**GIVEN RECORDS:**
// Copyright 2025 the Picklist Authors
// SPDX-License-Identifier: Apache-2.0 OR MIT

//! Selection controller shared by single and multi selection.

use alloc::vec::Vec;

use log::debug;

use crate::Item;

/// Where the canonical selection lives, resolved once at construction.
#[derive(Clone, Debug, PartialEq, Eq)]
pub enum ControlMode<V> {
    /// The owning consumer supplies the value; local commits only notify.
    Controlled(V),
    /// The controller owns the value, starting from the given initial value.
    Uncontrolled(V),
}

impl<V: Default> ControlMode<V> {
    /// Resolve the initial mode from an optional controlled value and an
    /// optional default.
    ///
    /// Priority is fixed: a controlled value wins, then the default, then the
    /// empty value.
    pub fn resolve(controlled: Option<V>, default: Option<V>) -> Self {
        match controlled {
            Some(value) => Self::Controlled(value),
            None => Self::Uncontrolled(default.unwrap_or_default()),
        }
    }
}

/// Reconcile a prior value against an optional external (controlled) value.
///
/// Returns the external value when it is present and differs from `prior`,
/// otherwise `prior` unchanged. Applying the same external value twice is a
/// no-op.
pub fn reconcile<V: PartialEq>(prior: V, external: Option<V>) -> V {
    match external {
        Some(value) if value != prior => value,
        _ => prior,
    }
}

/// Outcome of a committed selection change.
#[derive(Clone, Debug, PartialEq, Eq)]
pub struct Change<V> {
    /// The new selection value, to be reported through the change callback.
    pub value: V,
    /// `true` if the controller stored `value`; `false` when controlled, in
    /// which case the caller is expected to feed back a new controlled value.
    pub applied: bool,
}

/// Canonical selection state of one widget instance.
///
/// `V` is the cardinality: `Option<Item>` for single selection
/// ([`SingleSelection`]) and `Vec<Item>` for multi selection
/// ([`MultiSelection`]).
#[derive(Clone, Debug)]
pub struct SelectionController<V> {
    value: V,
    controlled: bool,
}

/// Single-select controller, as used by dropdowns.
pub type SingleSelection = SelectionController<Option<Item>>;

/// Multi-select controller; the vector keeps selection order.
pub type MultiSelection = SelectionController<Vec<Item>>;

impl<V: Clone + PartialEq> SelectionController<V> {
    /// Create a controller from a resolved [`ControlMode`].
    pub fn new(mode: ControlMode<V>) -> Self {
        match mode {
            ControlMode::Controlled(value) => Self {
                value,
                controlled: true,
            },
            ControlMode::Uncontrolled(value) => Self {
                value,
                controlled: false,
            },
        }
    }

    /// Current selection.
    pub fn value(&self) -> &V {
        &self.value
    }

    /// Whether the value is owned by the consumer.
    pub fn is_controlled(&self) -> bool {
        self.controlled
    }

    /// Overwrite the selection with a new controlled value.
    ///
    /// Returns `true` if the stored value changed. Uncontrolled controllers
    /// ignore this call.
    pub fn reconcile_external(&mut self, value: V) -> bool {
        if !self.controlled {
            debug!("ignoring external value for an uncontrolled selection");
            return false;
        }
        if self.value == value {
            return false;
        }
        self.value = value;
        true
    }

    fn commit(&mut self, next: V) -> Change<V> {
        if self.controlled {
            debug!("controlled selection: reporting change without applying it");
            return Change {
                value: next,
                applied: false,
            };
        }
        self.value = next.clone();
        Change {
            value: next,
            applied: true,
        }
    }
}

impl<V: Clone + PartialEq + Default> SelectionController<V> {
    /// Create a controller from an optional controlled value and an optional
    /// default, see [`ControlMode::resolve`].
    pub fn initialize(controlled: Option<V>, default: Option<V>) -> Self {
        Self::new(ControlMode::resolve(controlled, default))
    }
}

impl SelectionController<Option<Item>> {
    /// Select `item`, replacing the previous selection.
    ///
    /// Returns `None` without touching anything when `item` is disabled.
    pub fn toggle(&mut self, item: &Item) -> Option<Change<Option<Item>>> {
        if item.disabled {
            return None;
        }
        Some(self.commit(Some(item.clone())))
    }

    /// Id of the selected item, if any.
    pub fn selected_id(&self) -> Option<&str> {
        self.value.as_ref().map(Item::id)
    }
}

impl SelectionController<Vec<Item>> {
    /// Whether an item with `id` is selected.
    pub fn contains(&self, id: &str) -> bool {
        self.value.iter().any(|i| i.unique_item_id == id)
    }

    /// Remove `item` if it is selected, otherwise append it.
    ///
    /// Returns `None` without touching anything when `item` is disabled.
    pub fn toggle(&mut self, item: &Item) -> Option<Change<Vec<Item>>> {
        if item.disabled {
            return None;
        }
        let next = toggled(&self.value, item);
        Some(self.commit(next))
    }

    /// Drop every selected item that is not flagged disabled.
    ///
    /// Disabled items survive; the returned change carries the remainder.
    pub fn remove_all(&mut self) -> Change<Vec<Item>> {
        let next = self.value.iter().filter(|i| i.disabled).cloned().collect();
        self.commit(next)
    }
}

/// Multi-selection toggle as a pure function.
///
/// Removes the entry matching `item` by id while keeping the order of the
/// rest, or appends `item` when no entry matches.
pub fn toggled(selected: &[Item], item: &Item) -> Vec<Item> {
    if selected.iter().any(|s| s.unique_item_id == item.unique_item_id) {
        selected
            .iter()
            .filter(|s| s.unique_item_id != item.unique_item_id)
            .cloned()
            .collect()
    } else {
        let mut next = Vec::with_capacity(selected.len() + 1);
        next.extend_from_slice(selected);
        next.push(item.clone());
        next
    }
}

#[cfg(test)]
mod tests {
    use super::*;
    use alloc::vec;

    fn a() -> Item {
        Item::new("a", "Alpha")
    }
    fn b() -> Item {
        Item::new("b", "Beta")
    }
    fn c() -> Item {
        Item::new("c", "Gamma")
    }
    fn locked() -> Item {
        Item::new("x", "Locked").with_disabled(true)
    }

    fn ids(items: &[Item]) -> Vec<&str> {
        items.iter().map(Item::id).collect()
    }

    #[test]
    fn resolve_priority_controlled_then_default_then_empty() {
        assert_eq!(
            ControlMode::resolve(Some(vec![a()]), Some(vec![b()])),
            ControlMode::Controlled(vec![a()])
        );
        assert_eq!(
            ControlMode::resolve(None, Some(vec![b()])),
            ControlMode::Uncontrolled(vec![b()])
        );
        assert_eq!(
            ControlMode::<Vec<Item>>::resolve(None, None),
            ControlMode::Uncontrolled(Vec::new())
        );
    }

    #[test]
    fn reconcile_is_idempotent() {
        let prior = vec![a()];
        let once = reconcile(prior.clone(), Some(vec![b()]));
        assert_eq!(once, vec![b()]);
        let twice = reconcile(once.clone(), Some(vec![b()]));
        assert_eq!(twice, once);
        assert_eq!(reconcile(prior.clone(), None), prior);
    }

    #[test]
    fn reconcile_external_only_when_controlled() {
        let mut controlled = MultiSelection::initialize(Some(vec![a()]), None);
        assert!(controlled.reconcile_external(vec![b()]));
        assert!(!controlled.reconcile_external(vec![b()]));
        assert_eq!(ids(controlled.value()), ["b"]);

        let mut owned = MultiSelection::initialize(None, Some(vec![a()]));
        assert!(!owned.reconcile_external(vec![b()]));
        assert_eq!(ids(owned.value()), ["a"]);
    }

    #[test]
    fn multi_toggle_appends_then_removes_preserving_order() {
        let mut sel = MultiSelection::initialize(None, Some(vec![a(), b()]));
        let change = sel.toggle(&c()).unwrap();
        assert!(change.applied);
        assert_eq!(ids(&change.value), ["a", "b", "c"]);

        sel.toggle(&a());
        assert_eq!(ids(sel.value()), ["b", "c"]);
    }

    #[test]
    fn toggling_twice_restores_selection() {
        let start = vec![b()];
        let mut sel = MultiSelection::initialize(None, Some(start.clone()));
        sel.toggle(&a());
        sel.toggle(&a());
        assert_eq!(sel.value(), &start);
    }

    #[test]
    fn disabled_toggle_is_noop() {
        let mut sel = MultiSelection::initialize(None, Some(vec![locked()]));
        assert!(sel.toggle(&locked()).is_none());
        assert_eq!(ids(sel.value()), ["x"]);

        let mut single = SingleSelection::initialize(None, None);
        assert!(single.toggle(&locked()).is_none());
        assert_eq!(single.value(), &None);
    }

    #[test]
    fn enabled_copy_of_preseeded_item_can_be_toggled_off() {
        // The guard looks at the flag of the instance the user acted on.
        let mut sel = MultiSelection::initialize(None, Some(vec![locked()]));
        let unlocked = locked().with_disabled(false);
        sel.toggle(&unlocked);
        assert!(sel.value().is_empty());
    }

    #[test]
    fn remove_all_keeps_disabled_and_readding_appends() {
        let mut sel = MultiSelection::initialize(None, Some(vec![a(), locked(), b()]));
        let change = sel.remove_all();
        assert!(change.applied);
        assert_eq!(ids(&change.value), ["x"]);

        sel.toggle(&b());
        sel.toggle(&a());
        assert_eq!(ids(sel.value()), ["x", "b", "a"]);
    }

    #[test]
    fn controlled_toggle_reports_without_mutating() {
        let mut sel = MultiSelection::initialize(Some(vec![b()]), None);
        let change = sel.toggle(&a()).unwrap();
        assert!(!change.applied);
        assert_eq!(ids(&change.value), ["b", "a"]);
        assert_eq!(ids(sel.value()), ["b"]);

        // The consumer feeds the value back; only then does it show up.
        assert!(sel.reconcile_external(change.value));
        assert_eq!(ids(sel.value()), ["b", "a"]);
    }

    #[test]
    fn controlled_remove_all_reports_without_mutating() {
        let mut sel = MultiSelection::initialize(Some(vec![a(), locked()]), None);
        let change = sel.remove_all();
        assert!(!change.applied);
        assert_eq!(ids(&change.value), ["x"]);
        assert_eq!(ids(sel.value()), ["a", "x"]);
    }

    #[test]
    fn single_toggle_replaces() {
        let mut sel = SingleSelection::initialize(None, Some(Some(a())));
        assert_eq!(sel.selected_id(), Some("a"));
        let change = sel.toggle(&b()).unwrap();
        assert_eq!(change.value, Some(b()));
        assert_eq!(sel.selected_id(), Some("b"));
    }

    #[test]
    fn single_controlled_only_notifies() {
        let mut sel = SingleSelection::initialize(Some(Some(a())), None);
        let change = sel.toggle(&b()).unwrap();
        assert!(!change.applied);
        assert_eq!(sel.selected_id(), Some("a"));
    }

    #[test]
    fn toggled_matches_by_id() {
        let renamed = Item::new("a", "Alpha (renamed)");
        assert!(toggled(&[a(), b()], &renamed).iter().all(|i| i.id() != "a"));
    }
}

**WHAT THE TASK ASKS:** For the material above, reproduce exactly the lines from the line with "let once = reconcile(prior.clone(), Some(vec![b()]));" to the line with "let mut single", inclusive, and exclude all others.

**EXPECTED ANSWER:**
        let once = reconcile(prior.clone(), Some(vec![b()]));
        assert_eq!(once, vec![b()]);
        let twice = reconcile(once.clone(), Some(vec![b()]));
        assert_eq!(twice, once);
        assert_eq!(reconcile(prior.clone(), None), prior);
    }

    #[test]
    fn reconcile_external_only_when_controlled() {
        let mut controlled = MultiSelection::initialize(Some(vec![a()]), None);
        assert!(controlled.reconcile_external(vec![b()]));
        assert!(!controlled.reconcile_external(vec![b()]));
        assert_eq!(ids(controlled.value()), ["b"]);

        let mut owned = MultiSelection::initialize(None, Some(vec![a()]));
        assert!(!owned.reconcile_external(vec![b()]));
        assert_eq!(ids(owned.value()), ["a"]);
    }

    #[test]
    fn multi_toggle_appends_then_removes_preserving_order() {
        let mut sel = MultiSelection::initialize(None, Some(vec![a(), b()]));
        let change = sel.toggle(&c()).unwrap();
        assert!(change.applied);
        assert_eq!(ids(&change.value), ["a", "b", "c"]);

        sel.toggle(&a());
        assert_eq!(ids(sel.value()), ["b", "c"]);
    }

    #[test]
    fn toggling_twice_restores_selection() {
        let start = vec![b()];
        let mut sel = MultiSelection::initialize(None, Some(start.clone()));
        sel.toggle(&a());
        sel.toggle(&a());
        assert_eq!(sel.value(), &start);
    }

    #[test]
    fn disabled_toggle_is_noop() {
        let mut sel = MultiSelection::initialize(None, Some(vec![locked()]));
        assert!(sel.toggle(&locked()).is_none());
        assert_eq!(ids(sel.value()), ["x"]);

        let mut single = SingleSelection::initialize(None, None);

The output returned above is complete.